Merge multiple sparse MT to one sparse MT

Hello,

Just in case you did not see my question in the reply in my other post, I ask it again here.

I updated Hail, as of version 0.2.56 and tested run_combiner() function with 100, 1k, and 10k gvcf files each (average size : 6G). Run_combiner() runs for 100 gvcfs and 1k gvcfs completed successfully through multiple attempts of failed subtasks showing similar messages as before. Run time in a new version was faster than in the previous Hail version. Thanks much for your and your team’s work.
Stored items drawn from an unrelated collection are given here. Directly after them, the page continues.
//! Report store backed by a local JSON file.
//!
//! The persistence analog of the web variant's browser storage: one
//! JSON array of report records, rewritten on every append. The store
//! is deliberately untrusting of its own file — whatever is on disk
//! goes through the Normalizer on load, so hand-edited or partially
//! corrupt collections degrade to their valid subset instead of
//! poisoning aggregation.
//!
//! Durability is this module's whole job; the engine never sees it.
//! A remote document database could replace this behind the same
//! surface: supply a snapshot, accept appends.

use std::fmt;
use std::fs;
use std::io;
use std::path::{Path, PathBuf};

use serde_json::Value;

use crate::dev_mode;
use crate::logging;
use crate::model::Report;
use crate::normalize::normalize_reports;

// ---------------------------------------------------------------------------
// Error types
// ---------------------------------------------------------------------------

/// Errors that can arise reading or writing the store file.
#[derive(Debug)]
pub enum StoreError {
    /// The file exists but could not be read or written.
    Io(io::Error),
    /// The file content is not valid JSON.
    Parse(String),
}

impl fmt::Display for StoreError {
    fn fmt(&self, f: &mut fmt::Formatter<'_>) -> fmt::Result {
        match self {
            StoreError::Io(e) => write!(f, "I/O error: {}", e),
            StoreError::Parse(msg) => write!(f, "Parse error: {}", msg),
        }
    }
}

impl std::error::Error for StoreError {}

impl From<io::Error> for StoreError {
    fn from(e: io::Error) -> Self {
        StoreError::Io(e)
    }
}

// ---------------------------------------------------------------------------
// Store
// ---------------------------------------------------------------------------

/// In-memory report collection with optional file persistence.
pub struct ReportStore {
    reports: Vec<Report>,
    path: Option<PathBuf>,
}

impl ReportStore {
    /// A store with no backing file. Appends stay in memory.
    pub fn in_memory() -> Self {
        ReportStore {
            reports: Vec::new(),
            path: None,
        }
    }

    /// A memory-only store pre-filled with the given reports.
    pub fn with_reports(reports: Vec<Report>) -> Self {
        ReportStore {
            reports,
            path: None,
        }
    }

    /// Opens a file-backed store. A missing file is the normal
    /// first-run state and yields an empty store; unreadable or
    /// non-JSON content is an error. Whatever parses is normalized,
    /// so invalid records in the file are silently dropped.
    pub fn open(path: impl Into<PathBuf>) -> Result<Self, StoreError> {
        let path = path.into();
        let text = match fs::read_to_string(&path) {
            Ok(text) => text,
            Err(e) if e.kind() == io::ErrorKind::NotFound => {
                return Ok(ReportStore {
                    reports: Vec::new(),
                    path: Some(path),
                });
            }
            Err(e) => return Err(StoreError::Io(e)),
        };

        let value: Value =
            serde_json::from_str(&text).map_err(|e| StoreError::Parse(e.to_string()))?;
        let reports = normalize_reports(&value);

        Ok(ReportStore {
            reports,
            path: Some(path),
        })
    }

    /// Opens a file-backed store, seeding sample data when there is
    /// nothing usable: a first run with no file yet, or a file that
    /// fails to load. A present file that parses — even to an empty
    /// collection — is used as-is. Load failures are logged; the bad
    /// file is overwritten on the next successful append.
    pub fn load_or_seed(path: impl Into<PathBuf>, now_ms: i64) -> Self {
        let path = path.into();
        if !path.exists() {
            return ReportStore {
                reports: dev_mode::sample_reports(now_ms),
                path: Some(path),
            };
        }
        match Self::open(&path) {
            Ok(store) => store,
            Err(e) => {
                logging::log_store_failure(&path.display().to_string(), "load", &e);
                ReportStore {
                    reports: dev_mode::sample_reports(now_ms),
                    path: Some(path),
                }
            }
        }
    }

    /// The current snapshot, oldest first in append order. Aggregation
    /// functions take this slice.
    pub fn reports(&self) -> &[Report] {
        &self.reports
    }

    pub fn len(&self) -> usize {
        self.reports.len()
    }

    pub fn is_empty(&self) -> bool {
        self.reports.is_empty()
    }

    /// Appends a batch of freshly constructed reports and persists.
    /// Reports are immutable once stored; there is no update or delete.
    pub fn append(&mut self, batch: Vec<Report>) -> Result<(), StoreError> {
        self.reports.extend(batch);
        self.save()
    }

    /// Writes the full collection to the backing file, if any.
    pub fn save(&self) -> Result<(), StoreError> {
        let Some(path) = &self.path else {
            return Ok(());
        };
        let text =
            serde_json::to_string(&self.reports).map_err(|e| StoreError::Parse(e.to_string()))?;
        fs::write(path, text)?;
        Ok(())
    }

    pub fn path(&self) -> Option<&Path> {
        self.path.as_deref()
    }
}

// ---------------------------------------------------------------------------
// Submission
// ---------------------------------------------------------------------------

/// Builds the report batch for one form submission: one report per
/// category the user actually answered, all sharing the submission
/// timestamp. Level 0 means "not selected" and is skipped, as is
/// anything outside 1–3.
pub fn submission_batch(beach_id: i64, entries: &[(&str, u8)], ts_ms: i64) -> Vec<Report> {
    entries
        .iter()
        .filter(|(category, level)| !category.is_empty() && (1..=3).contains(level))
        .map(|&(category, level)| Report::new(beach_id, category, level, ts_ms))
        .collect()
}

// ---------------------------------------------------------------------------
// Tests
// ---------------------------------------------------------------------------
The job for 10k gvcfs has been failed. The first round of 100 batches, merging 100 gvcfs to a sparse MT, completed successfully, but it failed when starting the second round with the error message as below. If you let me know how to resolve this issue, I will really appreciate it.

– Caused by: java.io.IOException: All datanodes [DatanodeInfoWithStorage[*******,DISK]] are bad

And, I found out 100 sparse MTs generated by the first round in a run_combiner() run in my temp storage.
Is it possible to combine 100 MTs to 1 MT with any other Hail function?

Thank you.
-Jina

Thanks very much for your patience on this. Could you share your call the the combiner? What temporary directory are you using? The “data nodes are bad” error might mean that nodes are full, I think that’s the exception HDFS throws when it runs out of storage space.

Hi Tim @tpoterba,

Thanks for your reply. I have attached a Python script to call the run_combiner function and my commands to start a cluster and to submit a job. I hope it would helpful for solving my issue.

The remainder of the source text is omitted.